Simple and quick answer, the monsoon variability comes from internal and/or external processes. A good example of external forcing is ENSO's teleconnection with Indian Monsoon rainfall. Please refer to 'On the Weakening Relationship Between the Indian Monsoon and ENSO (Kumar, et al., 1999, Science). For the internal forcing, some papers focusing on monsoon onset variability could be found on my ResearchGate page, like 'The Onset of the Monsoon over the Bay of Bengal: The Year-to-Year Variations (Yu, et al., 2012, AOSL)', and 'Structures and mechanisms of the first-branch northward-propagating intraseasonal oscillation over the tropical Indian Ocean (Li et al, 2013, CD)'. Hope they are helpful.

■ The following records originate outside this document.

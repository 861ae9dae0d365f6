//! In-memory user repository implementation

use async_trait::async_trait;
use std::collections::HashMap;
use tokio::sync::RwLock;

use crate::domain::user::{Field, Reason, User, UserId, UserRepository};
use crate::domain::DomainError;

#[derive(Debug, Default)]
struct UserTable {
    users: HashMap<UserId, User>,
    /// Normalized email -> user ID; doubles as the uniqueness constraint
    email_index: HashMap<String, UserId>,
}

/// In-memory implementation of UserRepository
///
/// Both maps sit behind one lock, so the uniqueness check and the insert
/// happen atomically.
#[derive(Debug, Default)]
pub struct InMemoryUserRepository {
    table: RwLock<UserTable>,
}

impl InMemoryUserRepository {
    pub fn new() -> Self {
        Self::default()
    }

    /// Create a repository with initial users
    pub fn with_users(users: Vec<User>) -> Self {
        let mut table = UserTable::default();

        for user in users {
            table.email_index.insert(user.email().to_string(), *user.id());
            table.users.insert(*user.id(), user);
        }

        Self {
            table: RwLock::new(table),
        }
    }
}

#[async_trait]
impl UserRepository for InMemoryUserRepository {
    async fn get(&self, id: &UserId) -> Result<Option<User>, DomainError> {
        let table = self.table.read().await;
        Ok(table.users.get(id).cloned())
    }

    async fn get_by_email(&self, email: &str) -> Result<Option<User>, DomainError> {
        let table = self.table.read().await;

        Ok(table
            .email_index
            .get(email)
            .and_then(|id| table.users.get(id))
            .cloned())
    }

    async fn create(&self, user: User) -> Result<User, DomainError> {
        let mut table = self.table.write().await;

        if table.users.contains_key(user.id()) {
            return Err(DomainError::storage(format!(
                "User with ID '{}' already exists",
                user.id()
            )));
        }

        if table.email_index.contains_key(user.email()) {
            return Err(DomainError::invalid_field(Field::Email, Reason::Taken));
        }

        table.email_index.insert(user.email().to_string(), *user.id());
        table.users.insert(*user.id(), user.clone());

        Ok(user)
    }

    async fn update(&self, user: &User) -> Result<User, DomainError> {
        let mut table = self.table.write().await;

        let old_email = match table.users.get(user.id()) {
            Some(existing) => existing.email().to_string(),
            None => {
                return Err(DomainError::not_found(format!(
                    "User '{}' not found",
                    user.id()
                )));
            }
        };

        if old_email != user.email() {
            if table.email_index.contains_key(user.email()) {
                return Err(DomainError::invalid_field(Field::Email, Reason::Taken));
            }

            table.email_index.remove(&old_email);
            table.email_index.insert(user.email().to_string(), *user.id());
        }

        table.users.insert(*user.id(), user.clone());

        Ok(user.clone())
    }

    async fn delete(&self, id: &UserId) -> Result<bool, DomainError> {
        let mut table = self.table.write().await;

        match table.users.remove(id) {
            Some(user) => {
                table.email_index.remove(user.email());
                Ok(true)
            }
            None => Ok(false),
        }
    }

    async fn count(&self) -> Result<usize, DomainError> {
        Ok(self.table.read().await.users.len())
    }
}
//! Infrastructure layer - Storage backends, credential digests and services

pub mod follow;
pub mod logging;
pub mod storage;
pub mod user;
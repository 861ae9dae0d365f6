//! Follow graph domain
//!
//! Directed follower -> followed edges between users.

mod entity;
mod repository;

pub use entity::{FollowControl, FollowCounts, FollowRelationship};
pub use repository::FollowRepository;
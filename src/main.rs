use account_graph::cli::{self, Cli};
use clap::Parser;

#[tokio::main]
async fn main() -> anyhow::Result<()> {
    let cli = Cli::parse();
    cli::run(cli.command).await
}
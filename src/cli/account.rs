//! Account commands: signup, login, delete

use clap::Args;

use crate::domain::DomainError;
use crate::infrastructure::user::CreateUserRequest;
use crate::AppServices;

use super::{require_user, EmailArg};

#[derive(Args)]
pub struct SignupArgs {
    #[arg(long)]
    pub name: String,

    #[arg(long)]
    pub email: String,

    /// Read the password from the first line of stdin instead of prompting
    #[arg(long)]
    pub password_stdin: bool,
}

#[derive(Args)]
pub struct LoginArgs {
    #[arg(long)]
    pub email: String,

    /// Read the password from the first line of stdin instead of prompting
    #[arg(long)]
    pub password_stdin: bool,

    /// Issue a remember token on success
    #[arg(long)]
    pub remember: bool,
}

pub async fn signup(services: &AppServices, args: SignupArgs) -> anyhow::Result<()> {
    let (password, password_confirmation) = if args.password_stdin {
        let password = read_password_line()?;
        (password.clone(), password)
    } else {
        (
            rpassword::prompt_password("Password: ")?,
            rpassword::prompt_password("Confirm password: ")?,
        )
    };

    let request = CreateUserRequest {
        name: args.name,
        email: args.email,
        password,
        password_confirmation,
    };

    match services.users.create(request).await {
        Ok(user) => {
            println!("Created user {} <{}> ({})", user.name(), user.email(), user.id());
            Ok(())
        }
        Err(DomainError::Validation(errors)) => {
            for (field, messages) in errors.messages() {
                for message in messages {
                    eprintln!("{} {}", field, message);
                }
            }
            anyhow::bail!("signup rejected")
        }
        Err(e) => Err(e.into()),
    }
}

pub async fn login(services: &AppServices, args: LoginArgs) -> anyhow::Result<()> {
    let password = if args.password_stdin {
        read_password_line()?
    } else {
        rpassword::prompt_password("Password: ")?
    };

    let Some(user) = services.users.authenticate(&args.email, &password).await? else {
        anyhow::bail!("invalid email/password combination");
    };

    println!("Authenticated {} ({})", user.name(), user.id());

    if args.remember {
        let token = services.users.remember(user.id()).await?;
        println!("Remember token: {}", token);
    }

    Ok(())
}

pub async fn delete(services: &AppServices, args: EmailArg) -> anyhow::Result<()> {
    let user = require_user(services, &args.email).await?;

    services.users.delete(user.id()).await?;
    println!("Deleted {} <{}>", user.name(), user.email());

    Ok(())
}

/// First line of stdin without its line ending
fn read_password_line() -> anyhow::Result<String> {
    let mut line = String::new();
    std::io::stdin().read_line(&mut line)?;

    Ok(line.trim_end_matches(['\r', '\n']).to_string())
}
use tracing_subscriber::{
    fmt::{self, format::FmtSpan},
    layer::SubscriberExt,
    util::SubscriberInitExt,
    EnvFilter,
};

use crate::config::{LogFormat, LoggingConfig};

/// Install the global stderr subscriber; `RUST_LOG` overrides the configured level.
///
/// Returns false if a subscriber was already installed.
pub fn init_logging(config: &LoggingConfig) -> bool {
    let filter = EnvFilter::try_from_default_env()
        .unwrap_or_else(|_| EnvFilter::new(&config.level));

    let installed = match config.format {
        LogFormat::Json => tracing_subscriber::registry()
            .with(filter)
            .with(
                fmt::layer()
                    .json()
                    .with_writer(std::io::stderr)
                    .with_span_events(FmtSpan::CLOSE),
            )
            .try_init(),
        LogFormat::Pretty => tracing_subscriber::registry()
            .with(filter)
            .with(
                fmt::layer()
                    .pretty()
                    .with_writer(std::io::stderr)
                    .with_target(true)
                    .with_span_events(FmtSpan::CLOSE),
            )
            .try_init(),
    };

    if installed.is_ok() {
        tracing::debug!(level = %config.level, "Logging initialized");
    }

    installed.is_ok()
}
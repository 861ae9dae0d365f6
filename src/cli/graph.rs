//! Follow graph commands

use clap::Args;

use crate::domain::{FollowControl, User};
use crate::AppServices;

use super::require_user;

#[derive(Args)]
pub struct PairArgs {
    /// Email of the acting user
    #[arg(long)]
    pub follower: String,

    /// Email of the user being (un)followed
    #[arg(long)]
    pub followed: String,
}

#[derive(Args)]
pub struct ShowArgs {
    /// Email of the profile to show
    #[arg(long)]
    pub email: String,

    /// Show the follow button as this user would see it
    #[arg(long)]
    pub viewer: Option<String>,
}

pub async fn follow(services: &AppServices, args: PairArgs) -> anyhow::Result<()> {
    let follower = require_user(services, &args.follower).await?;
    let followed = require_user(services, &args.followed).await?;

    services.follows.follow(follower.id(), followed.id()).await?;
    println!("{} now follows {}", follower.name(), followed.name());

    Ok(())
}

pub async fn unfollow(services: &AppServices, args: PairArgs) -> anyhow::Result<()> {
    let follower = require_user(services, &args.follower).await?;
    let followed = require_user(services, &args.followed).await?;

    services.follows.unfollow(follower.id(), followed.id()).await?;
    println!("{} no longer follows {}", follower.name(), followed.name());

    Ok(())
}

pub async fn show(services: &AppServices, args: ShowArgs) -> anyhow::Result<()> {
    let user = require_user(services, &args.email).await?;
    let counts = services.follows.counts(user.id()).await?;

    println!("{} <{}>", user.name(), user.email());
    println!("  following: {}", counts.following);
    println!("  followers: {}", counts.followers);

    print_list("following", &services.follows.following(user.id()).await?);
    print_list("followers", &services.follows.followers(user.id()).await?);

    if let Some(viewer_email) = args.viewer {
        let viewer = require_user(services, &viewer_email).await?;
        let control = services.follows.follow_control(viewer.id(), user.id()).await?;

        let label = match control {
            FollowControl::Hidden => "(own profile)",
            FollowControl::Follow => "[Follow]",
            FollowControl::Unfollow => "[Unfollow]",
        };
        println!("  button for {}: {}", viewer.name(), label);
    }

    Ok(())
}

fn print_list(title: &str, users: &[User]) {
    if users.is_empty() {
        return;
    }

    println!("  {}:", title);
    for user in users {
        println!("    - {} <{}>", user.name(), user.email());
    }
}
//! Follow service for the user follow graph

use std::sync::Arc;

use tracing::{debug, info};

use crate::domain::follow::{FollowControl, FollowCounts, FollowRelationship, FollowRepository};
use crate::domain::user::{User, UserId, UserRepository};
use crate::domain::DomainError;

/// Follow service
///
/// Owns every edge; the user repository is only consulted to resolve
/// identities.
#[derive(Debug)]
pub struct FollowService<U: UserRepository + ?Sized, F: FollowRepository + ?Sized> {
    users: Arc<U>,
    follows: Arc<F>,
}

impl<U: UserRepository + ?Sized, F: FollowRepository + ?Sized> FollowService<U, F> {
    pub fn new(users: Arc<U>, follows: Arc<F>) -> Self {
        Self { users, follows }
    }

    /// Make `follower_id` follow `followed_id`.
    ///
    /// Following someone twice leaves a single edge. Following oneself is an
    /// `InvalidOperation` and writes nothing.
    pub async fn follow(&self, follower_id: &UserId, followed_id: &UserId) -> Result<(), DomainError> {
        let relationship = FollowRelationship::new(*follower_id, *followed_id)?;

        self.require_user(follower_id).await?;
        self.require_user(followed_id).await?;

        if self.follows.insert(relationship).await? {
            info!(follower_id = %follower_id, followed_id = %followed_id, "User followed");
        } else {
            debug!(follower_id = %follower_id, followed_id = %followed_id, "Already following");
        }

        Ok(())
    }

    /// Remove the edge if present; a missing edge is not an error
    pub async fn unfollow(&self, follower_id: &UserId, followed_id: &UserId) -> Result<(), DomainError> {
        if self.follows.remove(follower_id, followed_id).await? {
            info!(follower_id = %follower_id, followed_id = %followed_id, "User unfollowed");
        } else {
            debug!(follower_id = %follower_id, followed_id = %followed_id, "Was not following");
        }

        Ok(())
    }

    pub async fn is_following(
        &self,
        follower_id: &UserId,
        followed_id: &UserId,
    ) -> Result<bool, DomainError> {
        self.follows.exists(follower_id, followed_id).await
    }

    /// Same edge as `is_following`, read from the followed side
    pub async fn is_followed_by(
        &self,
        user_id: &UserId,
        possible_follower_id: &UserId,
    ) -> Result<bool, DomainError> {
        self.is_following(possible_follower_id, user_id).await
    }

    /// Users that `user_id` follows
    pub async fn following(&self, user_id: &UserId) -> Result<Vec<User>, DomainError> {
        let ids = self.follows.following(user_id).await?;
        self.resolve(ids).await
    }

    /// Users that follow `user_id`
    pub async fn followers(&self, user_id: &UserId) -> Result<Vec<User>, DomainError> {
        let ids = self.follows.followers(user_id).await?;
        self.resolve(ids).await
    }

    pub async fn counts(&self, user_id: &UserId) -> Result<FollowCounts, DomainError> {
        Ok(FollowCounts {
            following: self.follows.count_following(user_id).await?,
            followers: self.follows.count_followers(user_id).await?,
        })
    }

    /// Which follow button `viewer_id` gets on `profile_id`'s page.
    ///
    /// A viewer never gets a button on their own profile, so the page cannot
    /// issue a self-follow.
    pub async fn follow_control(
        &self,
        viewer_id: &UserId,
        profile_id: &UserId,
    ) -> Result<FollowControl, DomainError> {
        if viewer_id == profile_id {
            return Ok(FollowControl::Hidden);
        }

        if self.is_following(viewer_id, profile_id).await? {
            Ok(FollowControl::Unfollow)
        } else {
            Ok(FollowControl::Follow)
        }
    }

    async fn require_user(&self, id: &UserId) -> Result<(), DomainError> {
        if self.users.exists(id).await? {
            Ok(())
        } else {
            Err(DomainError::not_found(format!("User '{}' not found", id)))
        }
    }

    async fn resolve(&self, ids: Vec<UserId>) -> Result<Vec<User>, DomainError> {
        let mut users = Vec::with_capacity(ids.len());

        for id in ids {
            // An edge can outlive its user briefly when deletes race
            if let Some(user) = self.users.get(&id).await? {
                users.push(user);
            }
        }

        Ok(users)
    }
}
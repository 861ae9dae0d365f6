//! Password digests (`DigestKind::Password`)
//!
//! Digests are Argon2id PHC strings. Each one carries its own salt and cost
//! parameters, so the hasher's parameters can be raised without invalidating
//! digests already stored on users.

use argon2::{
    password_hash::{rand_core::OsRng, PasswordHash, PasswordHasher as _, PasswordVerifier, SaltString},
    Algorithm, Argon2, Params, Version,
};
use once_cell::sync::OnceCell;
use std::fmt::Debug;

use crate::domain::DomainError;

/// Produces and checks the password digest stored on a `User`
pub trait PasswordHasher: Send + Sync + Debug {
    /// Digest a plaintext password
    fn hash(&self, password: &str) -> Result<String, DomainError>;

    /// Check a plaintext password against a stored digest.
    ///
    /// A digest that does not parse is a mismatch, not an error.
    fn verify(&self, password: &str, digest: &str) -> bool;

    /// Do the work of one `verify` when there is no stored digest to check,
    /// so a missing account costs the same as a wrong password
    fn verify_absent(&self, password: &str);
}

/// Argon2id hasher
#[derive(Debug, Clone)]
pub struct Argon2Hasher {
    params: Params,
    /// Digest of a fixed string, verified against when no user matches
    decoy: OnceCell<Option<String>>,
}

impl Argon2Hasher {
    pub fn new() -> Self {
        Self::with_params(Params::default())
    }

    /// Hash new passwords with custom cost parameters
    pub fn with_params(params: Params) -> Self {
        Self {
            params,
            decoy: OnceCell::new(),
        }
    }

    fn argon2(&self) -> Argon2<'static> {
        Argon2::new(Algorithm::Argon2id, Version::V0x13, self.params.clone())
    }
}

impl Default for Argon2Hasher {
    fn default() -> Self {
        Self::new()
    }
}

impl PasswordHasher for Argon2Hasher {
    fn hash(&self, password: &str) -> Result<String, DomainError> {
        let salt = SaltString::generate(&mut OsRng);

        self.argon2()
            .hash_password(password.as_bytes(), &salt)
            .map(|digest| digest.to_string())
            .map_err(|e| DomainError::internal(format!("Failed to hash password: {}", e)))
    }

    fn verify(&self, password: &str, digest: &str) -> bool {
        let Ok(parsed) = PasswordHash::new(digest) else {
            return false;
        };

        // Cost parameters come from the digest itself
        self.argon2()
            .verify_password(password.as_bytes(), &parsed)
            .is_ok()
    }

    fn verify_absent(&self, password: &str) {
        let decoy = self.decoy.get_or_init(|| self.hash("decoy-password").ok());

        if let Some(digest) = decoy {
            self.verify(password, digest);
        }
    }
}

#[cfg(test)]
mod tests {
    use super::*;

    fn cheap_hasher() -> Argon2Hasher {
        Argon2Hasher::with_params(Params::new(1024, 1, 1, None).unwrap())
    }

    #[test]
    fn test_digest_is_argon2id_phc_string() {
        let hasher = Argon2Hasher::new();

        let digest = hasher.hash("secret1").unwrap();

        assert!(digest.starts_with("$argon2id$v=19$"));
        assert!(!digest.contains("secret1"));
        assert!(hasher.verify("secret1", &digest));
        assert!(!hasher.verify("secret2", &digest));
    }

    #[test]
    fn test_same_password_gets_distinct_salts() {
        let hasher = cheap_hasher();

        let first = hasher.hash("secret1").unwrap();
        let second = hasher.hash("secret1").unwrap();

        assert_ne!(first, second);
        assert!(hasher.verify("secret1", &first));
        assert!(hasher.verify("secret1", &second));
    }

    #[test]
    fn test_digest_outlives_parameter_change() {
        let stored = cheap_hasher().hash("secret1").unwrap();
        assert!(stored.contains("m=1024,t=1,p=1"));

        let upgraded = Argon2Hasher::new();
        assert!(upgraded.verify("secret1", &stored));
        assert!(!upgraded.verify("secret2", &stored));
    }

    #[test]
    fn test_unparseable_digest_is_a_mismatch() {
        let hasher = cheap_hasher();

        assert!(!hasher.verify("secret1", "sha256$not-a-password-digest"));
        assert!(!hasher.verify("secret1", ""));
    }

    #[test]
    fn test_verify_absent_prepares_decoy_once() {
        let hasher = cheap_hasher();

        hasher.verify_absent("secret1");
        let decoy = hasher.decoy.get().cloned().flatten().unwrap();

        hasher.verify_absent("secret2");
        assert_eq!(hasher.decoy.get().cloned().flatten().unwrap(), decoy);
        assert!(hasher.verify("decoy-password", &decoy));
    }
}
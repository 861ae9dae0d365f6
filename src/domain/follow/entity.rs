//! Follow relationship entity

use chrono::{DateTime, Utc};
use serde::Serialize;

use crate::domain::user::UserId;
use crate::domain::DomainError;

/// Directed edge: `follower` follows `followed`
#[derive(Debug, Clone, PartialEq, Eq, Serialize)]
pub struct FollowRelationship {
    follower_id: UserId,
    followed_id: UserId,
    created_at: DateTime<Utc>,
}

impl FollowRelationship {
    /// Create an edge; self-follow is rejected
    pub fn new(follower_id: UserId, followed_id: UserId) -> Result<Self, DomainError> {
        if follower_id == followed_id {
            return Err(DomainError::invalid_operation(
                "Users cannot follow themselves",
            ));
        }

        Ok(Self {
            follower_id,
            followed_id,
            created_at: Utc::now(),
        })
    }

    pub fn follower_id(&self) -> &UserId {
        &self.follower_id
    }

    pub fn followed_id(&self) -> &UserId {
        &self.followed_id
    }

    pub fn created_at(&self) -> DateTime<Utc> {
        self.created_at
    }
}

/// Edge counts shown on a profile
#[derive(Debug, Clone, Copy, Default, PartialEq, Eq, Serialize)]
pub struct FollowCounts {
    pub following: usize,
    pub followers: usize,
}

/// State of the follow button a viewer sees on someone's profile
#[derive(Debug, Clone, Copy, PartialEq, Eq, Serialize)]
#[serde(rename_all = "snake_case")]
pub enum FollowControl {
    /// Viewer is looking at their own profile
    Hidden,
    Follow,
    Unfollow,
}

#[cfg(test)]
mod tests {
    use super::*;

    #[test]
    fn test_new_relationship() {
        let a = UserId::generate();
        let b = UserId::generate();

        let edge = FollowRelationship::new(a, b).unwrap();
        assert_eq!(edge.follower_id(), &a);
        assert_eq!(edge.followed_id(), &b);
    }

    #[test]
    fn test_self_follow_rejected() {
        let a = UserId::generate();

        let result = FollowRelationship::new(a, a);
        assert!(matches!(result, Err(DomainError::InvalidOperation { .. })));
    }

    #[test]
    fn test_follow_control_serialization() {
        let json = serde_json::to_string(&FollowControl::Unfollow).unwrap();
        assert_eq!(json, "\"unfollow\"");
    }
}
//! User infrastructure module
//!
//! Password hashing with Argon2, remember-token digests, in-memory and
//! PostgreSQL repositories, and the user service.

mod password;
mod postgres_repository;
mod repository;
mod service;
mod token;

pub use password::{Argon2Hasher, PasswordHasher};
pub use postgres_repository::PostgresUserRepository;
pub use repository::InMemoryUserRepository;
pub use service::{CreateUserRequest, UpdatePasswordRequest, UserService};
pub use token::{IssuedToken, TokenDigester, MIN_TOKEN_BYTES};
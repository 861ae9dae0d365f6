//! Account Graph
//!
//! User identity and follow-graph core for a social web application:
//! - Validated signup with normalized, unique emails
//! - Password and remember-token authentication against stored digests
//! - Directed follow relationships indexed by both endpoints
//!
//! HTTP handlers sit outside this crate and call into [`AppServices`].

pub mod cli;
pub mod config;
pub mod domain;
pub mod infrastructure;

pub use config::AppConfig;

use std::sync::Arc;

use domain::{DomainError, FollowRepository, UserRepository};
use infrastructure::follow::FollowService;
use infrastructure::storage::{Repositories, StorageFactory};
use infrastructure::user::{Argon2Hasher, TokenDigester, UserService};

/// User service over whichever backend is configured
pub type Users = UserService<dyn UserRepository, Argon2Hasher>;

/// Follow service over whichever backend is configured
pub type Follows = FollowService<dyn UserRepository, dyn FollowRepository>;

/// Services exposed to request handlers
#[derive(Debug)]
pub struct AppServices {
    pub users: Users,
    pub follows: Follows,
}

impl AppServices {
    /// Wire services over existing repositories
    pub fn from_repositories(repositories: Repositories, config: &AppConfig) -> Self {
        let tokens =
            TokenDigester::new().with_token_bytes(config.security.remember_token_bytes);

        let users = UserService::new(Arc::clone(&repositories.users), Arc::new(Argon2Hasher::new()))
            .with_token_digester(tokens)
            .with_follow_repository(Arc::clone(&repositories.follows));

        let follows = FollowService::new(repositories.users, repositories.follows);

        Self { users, follows }
    }

    /// Services over fresh in-memory repositories
    pub fn in_memory() -> Self {
        Self::from_repositories(Repositories::in_memory(), &AppConfig::default())
    }
}

/// Connect the configured storage backend and wire the services
pub async fn create_services(config: &AppConfig) -> Result<AppServices, DomainError> {
    let repositories = StorageFactory::create(&config.storage).await?;
    Ok(AppServices::from_repositories(repositories, config))
}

The atmospheric dust appears to be the strongest impact on clouds and rainfall on the planet, if you overlay the dust over the monsoonal moisture between India and Arabia each year, for example. The Pakistan-Arabia Dust Cloud forms a wall that either stalls the monsoon in India or Pakistan and causes floods, or the lands on the other side of the dust wall experiences drought.
Overlaying the Pakistan-Arabia Dust Cloud with the moisture of the Category-5 cyclone GONU, you can see the direct effect of the dust, ripping the cyclone in two on June 6, 2007 at 06:00Z and eating the cyclone like icecream. You can see this epic battle at http://www.ecoseeds.com/newGONU.html and there are other dust-rainfall battles at http://www.ecoseeds.com/contents.html.
The amazing action of the atmospheric dust, is that it can have an measurable effect on rainfall and droughts at very low levels, like only 40 micrograms per cubic meter. And it is also remarkable that any amount of dust has the power to extinguish a Category-5 cyclone, that is a real eye-opener.
We need to start incorporating the atmospheric dust into all of our computer climate models, and when we do so, we may get a really big surprise.
The interface between the Indian monsoon summer moisture and the Pakistan-Arabia Dust Cloud would be a good place to start, because the interaction is so easily and clearly available for modeling, and that interface interaction means drought or floods for over a billion people on the planet.
Conversely, if we could eliminate the Pakistan-Arabia Dust Cloud by ecological restoration with local native plants in the source countries producing that dust, that could modify weather in a very positive direction for the whole northern hemisphere, and can help contribute to subtract some of the global climate warming effects.